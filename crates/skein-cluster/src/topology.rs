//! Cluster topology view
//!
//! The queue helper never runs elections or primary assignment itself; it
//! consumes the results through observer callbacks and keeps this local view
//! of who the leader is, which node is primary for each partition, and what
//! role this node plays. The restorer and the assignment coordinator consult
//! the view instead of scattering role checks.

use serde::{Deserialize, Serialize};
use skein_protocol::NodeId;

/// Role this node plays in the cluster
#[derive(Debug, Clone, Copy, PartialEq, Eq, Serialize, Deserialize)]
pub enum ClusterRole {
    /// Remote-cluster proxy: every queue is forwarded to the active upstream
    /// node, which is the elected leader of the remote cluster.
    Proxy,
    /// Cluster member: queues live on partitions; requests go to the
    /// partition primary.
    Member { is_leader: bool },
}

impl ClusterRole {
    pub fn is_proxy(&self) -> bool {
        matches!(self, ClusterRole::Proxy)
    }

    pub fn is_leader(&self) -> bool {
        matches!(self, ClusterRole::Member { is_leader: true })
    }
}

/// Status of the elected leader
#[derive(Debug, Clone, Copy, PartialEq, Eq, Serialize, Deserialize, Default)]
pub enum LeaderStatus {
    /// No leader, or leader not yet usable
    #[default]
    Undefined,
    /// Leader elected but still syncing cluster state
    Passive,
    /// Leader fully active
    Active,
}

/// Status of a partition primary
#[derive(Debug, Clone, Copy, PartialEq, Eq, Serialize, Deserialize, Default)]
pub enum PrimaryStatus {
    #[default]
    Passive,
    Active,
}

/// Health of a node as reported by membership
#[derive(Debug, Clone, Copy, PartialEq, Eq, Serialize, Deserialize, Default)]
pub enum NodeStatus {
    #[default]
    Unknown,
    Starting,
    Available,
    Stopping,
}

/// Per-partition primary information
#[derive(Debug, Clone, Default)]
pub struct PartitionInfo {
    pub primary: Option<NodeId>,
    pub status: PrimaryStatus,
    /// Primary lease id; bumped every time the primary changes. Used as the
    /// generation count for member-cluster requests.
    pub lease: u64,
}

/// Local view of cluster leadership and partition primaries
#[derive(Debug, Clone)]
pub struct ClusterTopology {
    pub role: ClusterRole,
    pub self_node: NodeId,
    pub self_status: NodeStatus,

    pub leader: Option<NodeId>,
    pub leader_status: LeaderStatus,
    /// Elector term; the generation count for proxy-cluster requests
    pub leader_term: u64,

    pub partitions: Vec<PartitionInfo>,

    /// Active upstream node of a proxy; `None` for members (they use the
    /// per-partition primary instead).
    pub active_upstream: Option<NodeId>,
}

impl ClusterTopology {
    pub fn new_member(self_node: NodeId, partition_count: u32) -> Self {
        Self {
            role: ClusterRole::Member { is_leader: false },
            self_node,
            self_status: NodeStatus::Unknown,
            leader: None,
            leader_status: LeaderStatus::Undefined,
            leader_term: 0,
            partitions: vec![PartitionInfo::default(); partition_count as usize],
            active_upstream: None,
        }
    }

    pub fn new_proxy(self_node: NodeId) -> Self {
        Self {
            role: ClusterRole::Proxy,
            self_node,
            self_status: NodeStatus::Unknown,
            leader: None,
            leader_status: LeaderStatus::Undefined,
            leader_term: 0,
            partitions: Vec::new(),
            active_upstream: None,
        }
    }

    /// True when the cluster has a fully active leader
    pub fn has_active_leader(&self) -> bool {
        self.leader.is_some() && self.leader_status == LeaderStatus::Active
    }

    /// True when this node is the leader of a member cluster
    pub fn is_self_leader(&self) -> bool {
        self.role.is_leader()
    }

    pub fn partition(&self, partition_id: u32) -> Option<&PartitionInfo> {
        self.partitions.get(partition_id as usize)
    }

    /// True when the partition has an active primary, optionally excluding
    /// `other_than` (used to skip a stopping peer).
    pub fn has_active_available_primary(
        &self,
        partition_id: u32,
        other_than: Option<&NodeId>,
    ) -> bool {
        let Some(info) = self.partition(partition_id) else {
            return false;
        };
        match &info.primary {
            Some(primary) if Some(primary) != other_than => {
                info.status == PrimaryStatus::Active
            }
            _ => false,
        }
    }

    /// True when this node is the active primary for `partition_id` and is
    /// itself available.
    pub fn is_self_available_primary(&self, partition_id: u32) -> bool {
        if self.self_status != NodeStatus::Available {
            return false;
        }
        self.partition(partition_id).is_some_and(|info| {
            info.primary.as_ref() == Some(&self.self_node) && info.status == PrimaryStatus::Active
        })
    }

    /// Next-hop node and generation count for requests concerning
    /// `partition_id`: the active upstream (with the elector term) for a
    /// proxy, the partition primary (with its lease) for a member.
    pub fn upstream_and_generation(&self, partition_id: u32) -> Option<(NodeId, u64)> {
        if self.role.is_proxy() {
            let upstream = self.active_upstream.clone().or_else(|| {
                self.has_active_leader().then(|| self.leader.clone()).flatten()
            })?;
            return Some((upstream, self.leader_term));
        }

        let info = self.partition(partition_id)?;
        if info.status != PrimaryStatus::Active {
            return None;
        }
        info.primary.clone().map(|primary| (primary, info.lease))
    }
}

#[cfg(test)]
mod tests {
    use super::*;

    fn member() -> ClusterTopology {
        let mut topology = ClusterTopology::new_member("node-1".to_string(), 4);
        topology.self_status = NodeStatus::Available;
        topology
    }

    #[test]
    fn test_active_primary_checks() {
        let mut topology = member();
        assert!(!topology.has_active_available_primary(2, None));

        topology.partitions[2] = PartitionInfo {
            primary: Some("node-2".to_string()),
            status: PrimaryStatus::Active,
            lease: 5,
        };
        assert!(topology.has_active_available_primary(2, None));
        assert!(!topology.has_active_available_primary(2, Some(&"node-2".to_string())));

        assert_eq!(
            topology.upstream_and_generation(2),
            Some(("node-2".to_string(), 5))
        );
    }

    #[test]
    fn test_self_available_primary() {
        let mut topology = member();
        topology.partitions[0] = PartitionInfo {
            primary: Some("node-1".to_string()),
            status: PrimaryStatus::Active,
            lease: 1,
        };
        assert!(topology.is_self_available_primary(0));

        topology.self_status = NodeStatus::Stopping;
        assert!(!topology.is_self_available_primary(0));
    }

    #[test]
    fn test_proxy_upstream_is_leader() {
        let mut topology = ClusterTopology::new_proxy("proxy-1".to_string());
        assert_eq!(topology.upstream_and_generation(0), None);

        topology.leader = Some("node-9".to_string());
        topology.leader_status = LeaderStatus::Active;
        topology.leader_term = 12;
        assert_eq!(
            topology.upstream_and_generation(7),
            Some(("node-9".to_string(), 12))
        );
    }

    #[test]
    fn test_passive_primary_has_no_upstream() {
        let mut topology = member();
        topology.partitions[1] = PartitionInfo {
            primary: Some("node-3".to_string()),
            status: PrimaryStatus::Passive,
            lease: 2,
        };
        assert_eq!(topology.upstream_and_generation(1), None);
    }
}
______________________________
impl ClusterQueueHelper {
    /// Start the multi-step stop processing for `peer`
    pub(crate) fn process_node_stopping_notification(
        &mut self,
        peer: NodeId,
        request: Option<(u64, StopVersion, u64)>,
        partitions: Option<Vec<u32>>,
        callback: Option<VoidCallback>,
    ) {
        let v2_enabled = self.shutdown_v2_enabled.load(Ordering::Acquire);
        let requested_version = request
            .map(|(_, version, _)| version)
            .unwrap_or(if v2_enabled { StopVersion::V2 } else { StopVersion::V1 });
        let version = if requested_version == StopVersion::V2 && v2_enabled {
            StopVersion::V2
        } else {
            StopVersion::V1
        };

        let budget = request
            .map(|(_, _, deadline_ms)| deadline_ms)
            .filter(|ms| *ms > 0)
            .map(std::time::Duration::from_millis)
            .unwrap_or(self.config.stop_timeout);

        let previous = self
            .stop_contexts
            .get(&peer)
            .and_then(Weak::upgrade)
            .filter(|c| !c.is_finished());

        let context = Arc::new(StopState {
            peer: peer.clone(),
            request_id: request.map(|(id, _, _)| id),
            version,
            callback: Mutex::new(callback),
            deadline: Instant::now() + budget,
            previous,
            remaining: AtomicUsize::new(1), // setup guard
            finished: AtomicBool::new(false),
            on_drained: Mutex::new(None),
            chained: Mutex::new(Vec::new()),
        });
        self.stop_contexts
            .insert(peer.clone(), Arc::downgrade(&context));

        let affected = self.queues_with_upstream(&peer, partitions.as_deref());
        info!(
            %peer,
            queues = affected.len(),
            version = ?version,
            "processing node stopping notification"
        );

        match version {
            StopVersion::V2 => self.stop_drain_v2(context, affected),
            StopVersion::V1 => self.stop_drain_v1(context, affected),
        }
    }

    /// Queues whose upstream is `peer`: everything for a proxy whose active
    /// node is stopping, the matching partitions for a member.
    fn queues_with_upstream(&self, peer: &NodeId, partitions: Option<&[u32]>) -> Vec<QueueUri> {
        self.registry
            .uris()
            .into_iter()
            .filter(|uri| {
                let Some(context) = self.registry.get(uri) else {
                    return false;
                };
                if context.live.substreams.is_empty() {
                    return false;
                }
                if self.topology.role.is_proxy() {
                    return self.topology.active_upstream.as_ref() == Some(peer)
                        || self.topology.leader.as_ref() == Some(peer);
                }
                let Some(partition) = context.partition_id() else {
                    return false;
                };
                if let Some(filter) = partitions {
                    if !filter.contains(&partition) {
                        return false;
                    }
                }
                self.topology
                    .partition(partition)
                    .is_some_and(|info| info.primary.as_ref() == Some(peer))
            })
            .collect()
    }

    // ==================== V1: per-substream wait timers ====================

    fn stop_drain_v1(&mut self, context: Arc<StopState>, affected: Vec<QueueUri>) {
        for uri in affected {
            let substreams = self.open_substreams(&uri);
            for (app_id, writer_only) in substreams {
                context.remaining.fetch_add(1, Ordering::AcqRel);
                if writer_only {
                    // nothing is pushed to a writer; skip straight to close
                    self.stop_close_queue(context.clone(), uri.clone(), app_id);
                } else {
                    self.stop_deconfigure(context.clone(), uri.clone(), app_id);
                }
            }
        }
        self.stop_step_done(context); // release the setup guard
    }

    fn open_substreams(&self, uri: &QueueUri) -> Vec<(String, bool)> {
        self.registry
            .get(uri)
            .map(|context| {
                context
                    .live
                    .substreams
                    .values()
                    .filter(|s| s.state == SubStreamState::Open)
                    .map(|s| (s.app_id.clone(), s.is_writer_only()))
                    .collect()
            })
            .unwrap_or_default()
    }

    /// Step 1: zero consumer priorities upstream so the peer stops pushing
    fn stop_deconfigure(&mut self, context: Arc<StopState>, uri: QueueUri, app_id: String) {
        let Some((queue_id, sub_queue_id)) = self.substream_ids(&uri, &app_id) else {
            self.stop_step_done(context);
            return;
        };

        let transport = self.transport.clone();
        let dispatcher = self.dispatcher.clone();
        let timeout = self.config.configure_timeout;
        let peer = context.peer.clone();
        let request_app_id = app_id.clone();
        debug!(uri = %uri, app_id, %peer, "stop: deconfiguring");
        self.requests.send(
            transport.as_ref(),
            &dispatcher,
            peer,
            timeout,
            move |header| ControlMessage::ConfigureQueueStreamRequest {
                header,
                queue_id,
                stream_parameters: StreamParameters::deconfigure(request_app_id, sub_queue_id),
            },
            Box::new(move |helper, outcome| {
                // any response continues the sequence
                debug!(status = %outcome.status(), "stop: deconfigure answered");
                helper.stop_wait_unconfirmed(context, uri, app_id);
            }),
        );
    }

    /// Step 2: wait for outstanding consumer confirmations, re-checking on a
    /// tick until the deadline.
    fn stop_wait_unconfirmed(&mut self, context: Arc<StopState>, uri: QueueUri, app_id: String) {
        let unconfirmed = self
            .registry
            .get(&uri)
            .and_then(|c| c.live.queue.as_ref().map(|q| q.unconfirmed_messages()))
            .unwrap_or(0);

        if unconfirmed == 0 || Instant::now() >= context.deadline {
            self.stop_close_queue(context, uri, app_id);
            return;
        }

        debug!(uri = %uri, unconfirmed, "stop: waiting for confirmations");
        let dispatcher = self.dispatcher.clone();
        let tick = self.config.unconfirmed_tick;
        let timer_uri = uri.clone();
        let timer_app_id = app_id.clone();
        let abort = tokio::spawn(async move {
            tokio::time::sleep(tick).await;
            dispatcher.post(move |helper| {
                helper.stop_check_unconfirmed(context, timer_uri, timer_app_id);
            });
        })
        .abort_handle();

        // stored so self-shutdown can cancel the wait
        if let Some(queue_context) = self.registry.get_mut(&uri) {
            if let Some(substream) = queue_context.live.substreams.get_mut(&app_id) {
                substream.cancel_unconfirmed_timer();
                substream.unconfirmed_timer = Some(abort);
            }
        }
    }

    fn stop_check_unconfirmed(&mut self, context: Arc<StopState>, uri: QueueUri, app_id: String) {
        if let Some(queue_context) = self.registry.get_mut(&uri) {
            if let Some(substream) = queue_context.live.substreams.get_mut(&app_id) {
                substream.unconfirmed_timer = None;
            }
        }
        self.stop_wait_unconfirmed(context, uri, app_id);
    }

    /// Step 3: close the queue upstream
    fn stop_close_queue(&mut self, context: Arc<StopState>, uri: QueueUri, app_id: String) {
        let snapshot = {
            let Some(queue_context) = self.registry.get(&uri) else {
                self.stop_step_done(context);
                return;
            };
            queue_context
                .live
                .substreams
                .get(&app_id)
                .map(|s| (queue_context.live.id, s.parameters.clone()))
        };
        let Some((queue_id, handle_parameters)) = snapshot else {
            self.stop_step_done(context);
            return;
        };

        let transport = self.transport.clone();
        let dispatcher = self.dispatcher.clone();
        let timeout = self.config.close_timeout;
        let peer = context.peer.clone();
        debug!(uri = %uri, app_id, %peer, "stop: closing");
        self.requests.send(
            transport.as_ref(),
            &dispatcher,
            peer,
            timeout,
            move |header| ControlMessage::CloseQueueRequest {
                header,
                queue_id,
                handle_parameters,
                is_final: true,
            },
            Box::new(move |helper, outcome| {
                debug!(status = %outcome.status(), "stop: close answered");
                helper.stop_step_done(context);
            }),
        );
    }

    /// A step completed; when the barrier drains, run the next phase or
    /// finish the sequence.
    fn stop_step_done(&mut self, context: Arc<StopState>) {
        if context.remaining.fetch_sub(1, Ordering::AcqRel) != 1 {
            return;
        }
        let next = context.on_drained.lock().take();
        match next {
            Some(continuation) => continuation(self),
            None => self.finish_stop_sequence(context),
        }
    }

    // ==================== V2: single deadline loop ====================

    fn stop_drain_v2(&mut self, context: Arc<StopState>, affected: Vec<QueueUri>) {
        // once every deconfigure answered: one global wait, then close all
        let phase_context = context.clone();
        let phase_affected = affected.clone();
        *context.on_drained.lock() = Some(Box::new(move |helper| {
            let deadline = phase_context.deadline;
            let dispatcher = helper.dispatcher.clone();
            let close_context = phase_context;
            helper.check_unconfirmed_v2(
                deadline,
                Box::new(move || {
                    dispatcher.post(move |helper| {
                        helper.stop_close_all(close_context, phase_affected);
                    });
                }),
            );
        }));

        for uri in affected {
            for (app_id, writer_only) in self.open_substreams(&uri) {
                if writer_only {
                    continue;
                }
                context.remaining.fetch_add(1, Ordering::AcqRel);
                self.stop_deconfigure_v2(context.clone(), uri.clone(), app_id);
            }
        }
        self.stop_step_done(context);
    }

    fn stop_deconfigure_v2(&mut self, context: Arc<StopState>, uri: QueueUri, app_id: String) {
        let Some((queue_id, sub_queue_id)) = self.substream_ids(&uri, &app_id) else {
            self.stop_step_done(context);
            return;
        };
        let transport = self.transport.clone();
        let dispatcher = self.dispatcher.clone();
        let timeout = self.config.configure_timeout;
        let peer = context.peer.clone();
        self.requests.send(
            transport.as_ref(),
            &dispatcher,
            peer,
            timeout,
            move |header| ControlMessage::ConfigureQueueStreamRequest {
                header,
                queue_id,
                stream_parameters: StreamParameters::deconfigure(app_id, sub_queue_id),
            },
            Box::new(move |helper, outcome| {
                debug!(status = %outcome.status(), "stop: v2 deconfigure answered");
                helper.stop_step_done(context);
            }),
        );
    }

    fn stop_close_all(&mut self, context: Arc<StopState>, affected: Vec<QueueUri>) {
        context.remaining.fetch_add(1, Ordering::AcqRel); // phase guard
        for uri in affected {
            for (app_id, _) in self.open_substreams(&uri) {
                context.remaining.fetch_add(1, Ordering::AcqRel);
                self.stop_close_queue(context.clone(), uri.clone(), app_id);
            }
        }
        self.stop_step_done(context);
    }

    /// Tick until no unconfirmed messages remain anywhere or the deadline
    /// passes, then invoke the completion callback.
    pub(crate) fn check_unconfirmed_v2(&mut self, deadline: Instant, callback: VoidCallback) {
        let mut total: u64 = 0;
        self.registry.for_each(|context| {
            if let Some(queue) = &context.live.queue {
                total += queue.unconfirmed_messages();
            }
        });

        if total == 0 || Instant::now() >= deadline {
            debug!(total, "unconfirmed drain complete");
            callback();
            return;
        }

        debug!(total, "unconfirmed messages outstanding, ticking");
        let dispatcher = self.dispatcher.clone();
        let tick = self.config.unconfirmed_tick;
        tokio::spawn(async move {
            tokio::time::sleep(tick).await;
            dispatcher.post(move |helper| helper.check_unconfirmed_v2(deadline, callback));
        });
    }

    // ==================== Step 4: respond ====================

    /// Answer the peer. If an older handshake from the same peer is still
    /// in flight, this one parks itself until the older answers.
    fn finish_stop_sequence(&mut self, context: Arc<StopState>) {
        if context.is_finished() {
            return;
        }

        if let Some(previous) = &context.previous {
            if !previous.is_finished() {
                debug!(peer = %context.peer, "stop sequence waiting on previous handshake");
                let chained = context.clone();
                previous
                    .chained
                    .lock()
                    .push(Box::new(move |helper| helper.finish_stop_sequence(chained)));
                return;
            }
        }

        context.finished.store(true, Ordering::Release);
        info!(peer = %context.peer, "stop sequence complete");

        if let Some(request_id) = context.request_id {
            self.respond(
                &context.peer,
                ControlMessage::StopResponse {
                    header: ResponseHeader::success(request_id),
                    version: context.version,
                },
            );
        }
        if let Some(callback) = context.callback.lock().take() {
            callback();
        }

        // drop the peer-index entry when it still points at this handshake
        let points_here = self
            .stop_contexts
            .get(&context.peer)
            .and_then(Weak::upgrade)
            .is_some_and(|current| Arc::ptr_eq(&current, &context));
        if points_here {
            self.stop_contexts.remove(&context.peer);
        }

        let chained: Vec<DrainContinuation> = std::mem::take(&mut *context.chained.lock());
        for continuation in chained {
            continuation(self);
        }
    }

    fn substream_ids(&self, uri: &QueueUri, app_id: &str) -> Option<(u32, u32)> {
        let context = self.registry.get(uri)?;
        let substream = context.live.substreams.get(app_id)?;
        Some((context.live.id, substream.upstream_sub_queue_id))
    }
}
______________________________
--- EXERCISE PROMPT ---
Going back over the entries above, copy word for word every line from the one that has "filename crates/skein-cluster/src/topology.rs" on through the one that has "partition, and what".

--- FINISHED EXERCISE ---
filename crates/skein-cluster/src/topology.rs
//! Cluster topology view
//!
//! The queue helper never runs elections or primary assignment itself; it
//! consumes the results through observer callbacks and keeps this local view
//! of who the leader is, which node is primary for each partition, and what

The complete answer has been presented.